TASK DIRECTIONS:
Your task is to copy every line of this material exactly.

RECORD EXCERPTS:
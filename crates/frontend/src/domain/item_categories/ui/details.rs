use contracts::domain::inventory::ItemCategory;
use leptos::prelude::*;

use crate::shared::dates::format_date;

fn detail(label: &'static str, value: String) -> impl IntoView {
    let display = if value.trim().is_empty() {
        "N/A".to_string()
    } else {
        value
    };
    view! {
        <div class="details__row">
            <span class="details__label">{label}</span>
            <span class="details__value">{display}</span>
        </div>
    }
}

#[component]
pub fn ItemCategoryDetails(#[prop(into)] category: Signal<Option<ItemCategory>>) -> impl IntoView {
    view! {
        {move || category.get().map(|category| view! {
            <div class="details">
                {(!category.image_url.is_empty()).then(|| view! {
                    <img
                        class="details__image"
                        src=category.image_url.clone()
                        alt=category.category.clone()
                    />
                })}
                {detail("Category ID", category.category_id.clone())}
                {detail("Category", category.category.clone())}
                {detail("Note", category.note.clone())}
                {detail(
                    "Created",
                    category
                        .created_at
                        .as_deref()
                        .map(format_date)
                        .unwrap_or_else(|| "N/A".to_string()),
                )}
                {detail(
                    "Updated",
                    category
                        .updated_at
                        .as_deref()
                        .map(format_date)
                        .unwrap_or_else(|| "N/A".to_string()),
                )}
            </div>
        })}
    }
}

REPLY TO THE TASK:
filename crates/frontend/src/domain/item_categories/ui/details.rs
use contracts::domain::inventory::ItemCategory;
use leptos::prelude::*;

use crate::shared::dates::format_date;

fn detail(label: &'static str, value: String) -> impl IntoView {
    let display = if value.trim().is_empty() {
        "N/A".to_string()
    } else {
        value
    };
    view! {
        <div class="details__row">
            <span class="details__label">{label}</span>
            <span class="details__value">{display}</span>
        </div>
    }
}

#[component]
pub fn ItemCategoryDetails(#[prop(into)] category: Signal<Option<ItemCategory>>) -> impl IntoView {
    view! {
        {move || category.get().map(|category| view! {
            <div class="details">
                {(!category.image_url.is_empty()).then(|| view! {
                    <img
                        class="details__image"
                        src=category.image_url.clone()
                        alt=category.category.clone()
                    />
                })}
                {detail("Category ID", category.category_id.clone())}
                {detail("Category", category.category.clone())}
                {detail("Note", category.note.clone())}
                {detail(
                    "Created",
                    category
                        .created_at
                        .as_deref()
                        .map(format_date)
                        .unwrap_or_else(|| "N/A".to_string()),
                )}
                {detail(
                    "Updated",
                    category
                        .updated_at
                        .as_deref()
                        .map(format_date)
                        .unwrap_or_else(|| "N/A".to_string()),
                )}
            </div>
        })}
    }
}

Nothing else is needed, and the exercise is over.